Beginning with the line that contains "a store. Its" in the material below, print each line exactly until the line that contains "block in bytes." has been printed, then stop.

--- Records for this task Enclosed Below ---

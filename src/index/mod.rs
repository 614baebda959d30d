//! Index structures.
//!
//! - [`btree`] - Persistent B+tree from byte-string keys to `i64` values

pub mod btree;

pub use btree::BPlusTree;
//! Tree header: the fixed preamble that anchors a store.
//!
//! The header is the only part of a store rewritten in place. It carries the
//! tree's shape plus the two addresses that make a committed state reachable:
//! - the root block
//! - the head of the free list

use crate::common::{BlockId, Error, Result};

/// Persistent tree metadata.
///
/// # Layout (34 bytes)
/// ```text
/// Offset  Size  Field
/// ------  ----  -----
/// 0       5     magic "bpNbp"
/// 5       1     version
/// 6       4     order (little-endian)
/// 10      4     max_key_length (little-endian)
/// 14      4     locale_id (little-endian)
/// 18      8     root (BlockId, -1 = empty tree)
/// 26      8     free_head (BlockId, -1 = empty free list)
/// ```
#[derive(Debug, Clone, Copy, PartialEq, Eq)]
pub struct TreeHeader {
    pub order: u32,
    pub max_key_length: u32,
    /// Comparator identity. A store must always be opened with the same one.
    pub locale_id: u32,
    pub root: BlockId,
    pub free_head: BlockId,
}

impl TreeHeader {
    /// Size of the header in bytes.
    pub const SIZE: usize = 34;

    pub const MAGIC: &'static [u8; 5] = b"bpNbp";
    pub const VERSION: u8 = 0;

    /// Offset of each field within the header.
    pub const OFFSET_VERSION: usize = 5;
    pub const OFFSET_ORDER: usize = 6;
    pub const OFFSET_KEY_LENGTH: usize = 10;
    pub const OFFSET_LOCALE: usize = 14;
    pub const OFFSET_ROOT: usize = 18;
    pub const OFFSET_FREE_HEAD: usize = 26;

    /// Header for a fresh, empty tree.
    pub fn new(order: u32, max_key_length: u32, locale_id: u32) -> Self {
        Self {
            order,
            max_key_length,
            locale_id,
            root: BlockId::NONE,
            free_head: BlockId::NONE,
        }
    }

    /// Decode a header.
    ///
    /// # Errors
    /// `Error::BadMagic` if the prefix is wrong, `Error::Structural` if the
    /// buffer is short or a field is out of range.
    pub fn from_bytes(data: &[u8]) -> Result<Self> {
        if data.len() < Self::SIZE {
            return Err(Error::structural(format!(
                "tree header needs {} bytes, got {}",
                Self::SIZE,
                data.len()
            )));
        }
        if &data[..Self::MAGIC.len()] != Self::MAGIC {
            return Err(Error::BadMagic("tree header"));
        }

        let order = read_u32(data, Self::OFFSET_ORDER);
        let max_key_length = read_u32(data, Self::OFFSET_KEY_LENGTH);
        let locale_id = read_u32(data, Self::OFFSET_LOCALE);
        let root = read_block_id(data, Self::OFFSET_ROOT);
        let free_head = read_block_id(data, Self::OFFSET_FREE_HEAD);

        if order == 0 || max_key_length == 0 {
            return Err(Error::structural(format!(
                "tree header has order {} and key length {}",
                order, max_key_length
            )));
        }

        Ok(Self {
            order,
            max_key_length,
            locale_id,
            root,
            free_head,
        })
    }

    /// Encode the header.
    pub fn to_bytes(&self) -> [u8; Self::SIZE] {
        let mut out = [0u8; Self::SIZE];
        out[..Self::MAGIC.len()].copy_from_slice(Self::MAGIC);
        out[Self::OFFSET_VERSION] = Self::VERSION;
        out[Self::OFFSET_ORDER..Self::OFFSET_ORDER + 4].copy_from_slice(&self.order.to_le_bytes());
        out[Self::OFFSET_KEY_LENGTH..Self::OFFSET_KEY_LENGTH + 4]
            .copy_from_slice(&self.max_key_length.to_le_bytes());
        out[Self::OFFSET_LOCALE..Self::OFFSET_LOCALE + 4]
            .copy_from_slice(&self.locale_id.to_le_bytes());
        out[Self::OFFSET_ROOT..Self::OFFSET_ROOT + 8].copy_from_slice(&self.root.to_le_bytes());
        out[Self::OFFSET_FREE_HEAD..Self::OFFSET_FREE_HEAD + 8]
            .copy_from_slice(&self.free_head.to_le_bytes());
        out
    }
}

fn read_u32(data: &[u8], at: usize) -> u32 {
    u32::from_le_bytes([data[at], data[at + 1], data[at + 2], data[at + 3]])
}

fn read_block_id(data: &[u8], at: usize) -> BlockId {
    let mut raw = [0u8; 8];
    raw.copy_from_slice(&data[at..at + 8]);
    BlockId::from_le_bytes(raw)
}
// ========================================================================
// Public API
// ========================================================================

impl<S: BlockStore> BPlusTree<S> {
    /// Value stored under `key`.
    ///
    /// # Errors
    /// `Error::KeyMissing` if the key is absent.
    pub fn get(&mut self, key: impl AsRef<[u8]>) -> Result<i64> {
        let key = key.as_ref();
        self.lookup(key)?.ok_or_else(|| Error::key_missing(key))
    }

    /// Value stored under `key`, or `default`.
    pub fn get_or(&mut self, key: impl AsRef<[u8]>, default: i64) -> Result<i64> {
        Ok(self.lookup(key)?.unwrap_or(default))
    }

    /// Value stored under `key`, or `None` if it is absent.
    pub fn lookup(&mut self, key: impl AsRef<[u8]>) -> Result<Option<i64>> {
        let result = self.find_value(key.as_ref());
        self.finish(result)
    }

    /// Whether `key` is in the tree.
    pub fn contains_key(&mut self, key: impl AsRef<[u8]>) -> Result<bool> {
        Ok(self.lookup(key)?.is_some())
    }

    /// Insert or overwrite `key`.
    ///
    /// # Errors
    /// - `Error::BadKey` if the key is longer than the configured maximum
    /// - `Error::ReadOnly` on a read-only handle
    pub fn set(&mut self, key: impl AsRef<[u8]>, value: i64) -> Result<()> {
        let key = key.as_ref();
        self.check_writable()?;
        if key.len() > self.config.max_key_length {
            return Err(Error::BadKey {
                len: key.len(),
                max: self.config.max_key_length,
            });
        }
        let result = self.insert(key, value);
        self.finish(result)
    }

    /// Delete `key`.
    ///
    /// # Errors
    /// `Error::KeyMissing` if the key is absent; the tree is unchanged.
    pub fn remove_key(&mut self, key: impl AsRef<[u8]>) -> Result<()> {
        self.check_writable()?;
        let result = self.remove(key.as_ref());
        self.finish(result)
    }

    /// Smallest key in the tree.
    pub fn first_key(&mut self) -> Result<Option<Vec<u8>>> {
        let result = match self.root {
            Some(root) => self.following_key(root, 0),
            None => Ok(None),
        };
        self.finish(result)
    }

    /// Smallest key strictly greater than `key`.
    pub fn next_key(&mut self, key: impl AsRef<[u8]>) -> Result<Option<Vec<u8>>> {
        let result = self.find_next_key(key.as_ref());
        self.finish(result)
    }

    /// Change the resident terminal node limit.
    ///
    /// # Errors
    /// `Error::InvalidConfig` if `limit` is below
    /// [`MIN_FOOTPRINT_LIMIT`](crate::common::config::MIN_FOOTPRINT_LIMIT).
    pub fn set_footprint_limit(&mut self, limit: usize) -> Result<()> {
        check_footprint_limit(limit)?;
        self.config.footprint_limit = limit;
        Ok(())
    }

    /// Number of registered terminal nodes.
    pub fn resident_terminal_nodes(&self) -> usize {
        self.terminals.len()
    }

    /// Number of resident nodes, root included.
    pub fn resident_nodes(&self) -> usize {
        self.arena.len()
    }

    /// Counters for this handle.
    pub fn stats(&self) -> &TreeStats {
        &self.stats
    }

    /// Configuration in effect. For an opened store the order and key
    /// length are the ones recorded in its header.
    pub fn config(&self) -> &TreeConfig {
        &self.config
    }

    /// Whether the handle was opened with [`OpenMode::ReadOnly`].
    pub fn is_read_only(&self) -> bool {
        self.mode == OpenMode::ReadOnly
    }

    /// Whether anything has changed since the last commit or abort.
    pub fn has_uncommitted_changes(&self) -> bool {
        !self.free_on_abort.is_empty()
            || !self.free_on_commit.is_empty()
            || self.root.is_some_and(|r| self.arena[r].dirty)
    }

    /// Close the handle.
    ///
    /// Uncommitted work is aborted first, which keeps the free list of the
    /// committed state valid; then the store is flushed.
    pub fn shutdown(mut self) -> Result<()> {
        if !self.is_read_only() && self.has_uncommitted_changes() {
            self.abort()?;
        }
        self.store.flush()?;
        info!("tree shut down");
        Ok(())
    }

    /// Give the store back without flushing or aborting.
    pub fn into_store(self) -> S {
        self.store
    }
}
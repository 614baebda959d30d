//! Block identifier type.

use std::fmt;

/// Identifies a fixed-size block in the block store.
///
/// Blocks are numbered sequentially from zero. On disk a block address is
/// stored as 8 little-endian bytes; [`BlockId::NONE`] (`u64::MAX`) encodes as
/// all-ones, i.e. `-1` when read as a signed integer, which is the "no block"
/// marker used throughout the node and header layouts.
///
/// # Example
/// ```
/// use shadowtree::BlockId;
///
/// let block = BlockId::new(42);
/// assert!(block.is_valid());
/// assert!(!BlockId::NONE.is_valid());
/// assert_eq!(BlockId::from_le_bytes(BlockId::NONE.to_le_bytes()), BlockId::NONE);
/// ```
#[derive(Debug, Clone, Copy, PartialEq, Eq, Hash, PartialOrd, Ord)]
pub struct BlockId(pub u64);

impl BlockId {
    /// Sentinel for "no block" (unassigned node, empty tree, end of free list).
    pub const NONE: BlockId = BlockId(u64::MAX);

    /// Create a new BlockId.
    #[inline]
    pub fn new(id: u64) -> Self {
        BlockId(id)
    }

    /// Check if this block ID is valid (not the sentinel value).
    #[inline]
    pub fn is_valid(&self) -> bool {
        *self != Self::NONE
    }

    /// On-disk encoding.
    #[inline]
    pub fn to_le_bytes(self) -> [u8; 8] {
        self.0.to_le_bytes()
    }

    /// Decode from the on-disk encoding.
    #[inline]
    pub fn from_le_bytes(bytes: [u8; 8]) -> Self {
        BlockId(u64::from_le_bytes(bytes))
    }
}

impl fmt::Display for BlockId {
    fn fmt(&self, f: &mut fmt::Formatter<'_>) -> fmt::Result {
        if *self == Self::NONE {
            write!(f, "Block(NONE)")
        } else {
            write!(f, "Block({})", self.0)
        }
    }
}
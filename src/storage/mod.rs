//! Storage layer - block I/O and on-disk formats.
//!
//! This module handles persistent storage:
//! - [`Medium`] - Byte-addressable backing (file or memory)
//! - [`BlockStore`] - The block contract the tree is written against
//! - [`BlockFile`] - Fixed-size block I/O over a medium
//! - [`TreeHeader`] - The tree's fixed preamble

mod block_file;
mod block_store;
mod header;
mod medium;

pub use block_file::BlockFile;
pub use block_store::BlockStore;
pub use header::TreeHeader;
pub use medium::{Medium, MemoryMedium};
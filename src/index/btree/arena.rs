//! Slot arena owning every materialized node.

use std::ops::{Index, IndexMut};

use super::node::Node;
use crate::common::NodeId;

/// Owns all resident nodes. Nodes refer to each other by [`NodeId`] only.
///
/// Freed slots are reused, most recently freed first.
#[derive(Debug, Default)]
pub(crate) struct NodeArena {
    slots: Vec<Option<Node>>,
    vacant: Vec<usize>,
}

impl NodeArena {
    pub fn new() -> Self {
        Self::default()
    }

    pub fn insert(&mut self, node: Node) -> NodeId {
        match self.vacant.pop() {
            Some(slot) => {
                self.slots[slot] = Some(node);
                NodeId::new(slot)
            }
            None => {
                self.slots.push(Some(node));
                NodeId::new(self.slots.len() - 1)
            }
        }
    }

    pub fn remove(&mut self, id: NodeId) -> Option<Node> {
        let node = self.slots.get_mut(id.0)?.take()?;
        self.vacant.push(id.0);
        Some(node)
    }

    pub fn get(&self, id: NodeId) -> Option<&Node> {
        self.slots.get(id.0)?.as_ref()
    }

    /// Number of resident nodes.
    pub fn len(&self) -> usize {
        self.slots.len() - self.vacant.len()
    }

    pub fn clear(&mut self) {
        self.slots.clear();
        self.vacant.clear();
    }
}

/// # Panics
/// Panics on a handle whose node was removed, like indexing a slice out of
/// bounds. Handles never outlive the operation that produced them.
impl Index<NodeId> for NodeArena {
    type Output = Node;

    fn index(&self, id: NodeId) -> &Node {
        match self.slots.get(id.0) {
            Some(Some(node)) => node,
            _ => panic!("dangling node handle {}", id),
        }
    }
}

impl IndexMut<NodeId> for NodeArena {
    fn index_mut(&mut self, id: NodeId) -> &mut Node {
        match self.slots.get_mut(id.0) {
            Some(Some(node)) => node,
            _ => panic!("dangling node handle {}", id),
        }
    }
}
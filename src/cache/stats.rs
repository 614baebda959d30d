//! Tree I/O statistics tracking.

use std::fmt;
use std::sync::atomic::{AtomicU64, Ordering};

/// Counters maintained by a tree handle.
///
/// Fields are atomic so [`BPlusTree::stats`](crate::BPlusTree::stats) can
/// hand out a shared reference while the tree keeps counting.
/// `Ordering::Relaxed` everywhere: counters are independent.
///
/// # Example
/// ```
/// use shadowtree::TreeStats;
/// use std::sync::atomic::Ordering;
///
/// let stats = TreeStats::new();
/// stats.nodes_loaded.fetch_add(1, Ordering::Relaxed);
/// assert_eq!(stats.snapshot().nodes_loaded, 1);
/// ```
#[derive(Debug)]
pub struct TreeStats {
    /// Nodes decoded from a block.
    pub nodes_loaded: AtomicU64,

    /// Nodes encoded to a fresh block.
    pub nodes_written: AtomicU64,

    /// Terminal nodes dropped from memory to honor the footprint limit.
    pub evictions: AtomicU64,

    /// Blocks handed out by the allocator.
    pub blocks_allocated: AtomicU64,

    /// Blocks pushed onto the free list.
    pub blocks_freed: AtomicU64,
}

impl TreeStats {
    pub fn new() -> Self {
        Self {
            nodes_loaded: AtomicU64::new(0),
            nodes_written: AtomicU64::new(0),
            evictions: AtomicU64::new(0),
            blocks_allocated: AtomicU64::new(0),
            blocks_freed: AtomicU64::new(0),
        }
    }

    #[inline]
    pub(crate) fn bump(counter: &AtomicU64) {
        counter.fetch_add(1, Ordering::Relaxed);
    }

    /// Get a snapshot of current statistics.
    pub fn snapshot(&self) -> StatsSnapshot {
        StatsSnapshot {
            nodes_loaded: self.nodes_loaded.load(Ordering::Relaxed),
            nodes_written: self.nodes_written.load(Ordering::Relaxed),
            evictions: self.evictions.load(Ordering::Relaxed),
            blocks_allocated: self.blocks_allocated.load(Ordering::Relaxed),
            blocks_freed: self.blocks_freed.load(Ordering::Relaxed),
        }
    }

    /// Reset all counters to zero.
    pub fn reset(&self) {
        self.nodes_loaded.store(0, Ordering::Relaxed);
        self.nodes_written.store(0, Ordering::Relaxed);
        self.evictions.store(0, Ordering::Relaxed);
        self.blocks_allocated.store(0, Ordering::Relaxed);
        self.blocks_freed.store(0, Ordering::Relaxed);
    }
}

impl Default for TreeStats {
    fn default() -> Self {
        Self::new()
    }
}

/// A point-in-time copy of [`TreeStats`].
#[derive(Debug, Clone, Copy, PartialEq, Eq)]
pub struct StatsSnapshot {
    pub nodes_loaded: u64,
    pub nodes_written: u64,
    pub evictions: u64,
    pub blocks_allocated: u64,
    pub blocks_freed: u64,
}

impl fmt::Display for StatsSnapshot {
    fn fmt(&self, f: &mut fmt::Formatter<'_>) -> fmt::Result {
        write!(
            f,
            "Stats {{ loaded: {}, written: {}, evictions: {}, allocated: {}, freed: {} }}",
            self.nodes_loaded,
            self.nodes_written,
            self.evictions,
            self.blocks_allocated,
            self.blocks_freed
        )
    }
}
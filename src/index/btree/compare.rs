//! Key ordering.

use std::cmp::Ordering;

/// Locale id persisted for [`CodePointOrder`].
pub const INVARIANT_LOCALE: u32 = 127;

/// Total order over keys, injected when a tree is created or opened.
///
/// The order must be deterministic for the lifetime of a store. Its
/// [`locale_id`](KeyComparator::locale_id) is written to the tree header and
/// checked on every open, so a store cannot be reopened under a different
/// order by accident.
pub trait KeyComparator {
    fn compare(&self, left: &[u8], right: &[u8]) -> Ordering;

    /// Identity persisted in the tree header.
    fn locale_id(&self) -> u32;
}

/// Byte-wise lexicographic order.
///
/// For UTF-8 keys this is Unicode code-point order.
///
/// # Example
/// ```
/// use std::cmp::Ordering;
/// use shadowtree::{CodePointOrder, KeyComparator};
///
/// let cmp = CodePointOrder;
/// assert_eq!(cmp.compare(b"", b"a"), Ordering::Less);
/// assert_eq!(cmp.compare(b"ab", b"b"), Ordering::Less);
/// ```
#[derive(Debug, Default, Clone, Copy)]
pub struct CodePointOrder;

impl KeyComparator for CodePointOrder {
    #[inline]
    fn compare(&self, left: &[u8], right: &[u8]) -> Ordering {
        left.cmp(right)
    }

    fn locale_id(&self) -> u32 {
        INVARIANT_LOCALE
    }
}
//! The contract between the tree and its block storage.

use crate::common::{BlockId, Result};

/// Durable array of equal-size blocks addressed by sequential [`BlockId`].
///
/// Alongside the blocks the store reserves a fixed-size header region for
/// its owner. The tree keeps its [`TreeHeader`](super::TreeHeader) there.
///
/// The store never shrinks: released blocks are recycled through the tree's
/// free list, not returned to the store.
pub trait BlockStore {
    /// Size of every block in bytes.
    fn block_size(&self) -> usize;

    /// First address that has never been written.
    ///
    /// Derived from the length of the backing medium, rounded up, so a
    /// partially written final block still counts.
    fn next_block(&self) -> Result<BlockId>;

    /// Read the first `buf.len()` bytes of block `id`.
    ///
    /// Bytes past the end of the medium read as zero.
    ///
    /// # Errors
    /// `Error::BlockNotFound` if `id >= next_block()`.
    fn read_block(&mut self, id: BlockId, buf: &mut [u8]) -> Result<()>;

    /// Write `data` at the start of block `id`.
    ///
    /// # Errors
    /// `Error::BlockGap` if `id > next_block()`: the store never has holes.
    fn write_block(&mut self, id: BlockId, data: &[u8]) -> Result<()>;

    /// Read the owner header region into `buf`.
    fn read_preamble(&mut self, buf: &mut [u8]) -> Result<()>;

    /// Overwrite the owner header region.
    fn write_preamble(&mut self, data: &[u8]) -> Result<()>;

    /// Push all buffered writes to stable storage.
    fn flush(&mut self) -> Result<()>;
}
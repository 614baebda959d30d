//! Backing media for block files.
//!
//! A [`Medium`] is a seekable byte stream that can report its length and be
//! forced to stable storage. Two implementations ship with the crate:
//! - [`std::fs::File`] for on-disk stores
//! - [`MemoryMedium`] for tests and scratch trees

use std::fs::File;
use std::io::{self, Read, Seek, SeekFrom, Write};
use std::sync::Arc;

use parking_lot::Mutex;

/// Byte-addressable storage underneath a [`BlockFile`](super::BlockFile).
pub trait Medium: Read + Write + Seek {
    /// Current length of the medium in bytes.
    fn byte_len(&self) -> io::Result<u64>;

    /// Force written data to stable storage.
    fn sync(&mut self) -> io::Result<()>;
}

impl Medium for File {
    fn byte_len(&self) -> io::Result<u64> {
        Ok(self.metadata()?.len())
    }

    fn sync(&mut self) -> io::Result<()> {
        self.sync_all()
    }
}

/// Growable in-memory medium.
///
/// Clones share the same bytes but keep their own cursor, so a test can hand
/// one clone to a tree, drop the tree, and reopen a new tree on another clone.
///
/// # Example
/// ```
/// use std::io::{Read, Seek, SeekFrom, Write};
/// use shadowtree::storage::{Medium, MemoryMedium};
///
/// let mut a = MemoryMedium::new();
/// let mut b = a.clone();
/// a.write_all(b"hello").unwrap();
/// assert_eq!(b.byte_len().unwrap(), 5);
///
/// let mut buf = [0u8; 5];
/// b.seek(SeekFrom::Start(0)).unwrap();
/// b.read_exact(&mut buf).unwrap();
/// assert_eq!(&buf, b"hello");
/// ```
#[derive(Debug, Clone, Default)]
pub struct MemoryMedium {
    bytes: Arc<Mutex<Vec<u8>>>,
    pos: u64,
}

impl MemoryMedium {
    pub fn new() -> Self {
        Self::default()
    }

    /// Copy of the current contents.
    pub fn snapshot(&self) -> Vec<u8> {
        self.bytes.lock().clone()
    }
}

impl Read for MemoryMedium {
    fn read(&mut self, buf: &mut [u8]) -> io::Result<usize> {
        let bytes = self.bytes.lock();
        let start = (self.pos as usize).min(bytes.len());
        let n = buf.len().min(bytes.len() - start);
        buf[..n].copy_from_slice(&bytes[start..start + n]);
        self.pos += n as u64;
        Ok(n)
    }
}

impl Write for MemoryMedium {
    fn write(&mut self, buf: &[u8]) -> io::Result<usize> {
        let mut bytes = self.bytes.lock();
        let start = self.pos as usize;
        let end = start + buf.len();
        if bytes.len() < end {
            // Writing past the end zero-fills the hole, like a sparse file.
            bytes.resize(end, 0);
        }
        bytes[start..end].copy_from_slice(buf);
        self.pos = end as u64;
        Ok(buf.len())
    }

    fn flush(&mut self) -> io::Result<()> {
        Ok(())
    }
}

impl Seek for MemoryMedium {
    fn seek(&mut self, target: SeekFrom) -> io::Result<u64> {
        let len = self.bytes.lock().len() as i64;
        let next = match target {
            SeekFrom::Start(offset) => offset as i64,
            SeekFrom::End(delta) => len + delta,
            SeekFrom::Current(delta) => self.pos as i64 + delta,
        };
        if next < 0 {
            return Err(io::Error::new(
                io::ErrorKind::InvalidInput,
                "seek before start of medium",
            ));
        }
        self.pos = next as u64;
        Ok(self.pos)
    }
}

impl Medium for MemoryMedium {
    fn byte_len(&self) -> io::Result<u64> {
        Ok(self.bytes.lock().len() as u64)
    }

    fn sync(&mut self) -> io::Result<()> {
        Ok(())
    }
}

--- End of Enclosed Records for this task ---

● Exercise result
/// The order must be deterministic for the lifetime of a store. Its
/// [`locale_id`](KeyComparator::locale_id) is written to the tree header and
/// checked on every open, so a store cannot be reopened under a different
/// order by accident.
pub trait KeyComparator {
    fn compare(&self, left: &[u8], right: &[u8]) -> Ordering;

    /// Identity persisted in the tree header.
    fn locale_id(&self) -> u32;
}

/// Byte-wise lexicographic order.
///
/// For UTF-8 keys this is Unicode code-point order.
///
/// # Example
/// ```
/// use std::cmp::Ordering;
/// use shadowtree::{CodePointOrder, KeyComparator};
///
/// let cmp = CodePointOrder;
/// assert_eq!(cmp.compare(b"", b"a"), Ordering::Less);
/// assert_eq!(cmp.compare(b"ab", b"b"), Ordering::Less);
/// ```
#[derive(Debug, Default, Clone, Copy)]
pub struct CodePointOrder;

impl KeyComparator for CodePointOrder {
    #[inline]
    fn compare(&self, left: &[u8], right: &[u8]) -> Ordering {
        left.cmp(right)
    }

    fn locale_id(&self) -> u32 {
        INVARIANT_LOCALE
    }
}
//! The contract between the tree and its block storage.

use crate::common::{BlockId, Result};

/// Durable array of equal-size blocks addressed by sequential [`BlockId`].
///
/// Alongside the blocks the store reserves a fixed-size header region for
/// its owner. The tree keeps its [`TreeHeader`](super::TreeHeader) there.
///
/// The store never shrinks: released blocks are recycled through the tree's
/// free list, not returned to the store.
pub trait BlockStore {
    /// Size of every block in bytes.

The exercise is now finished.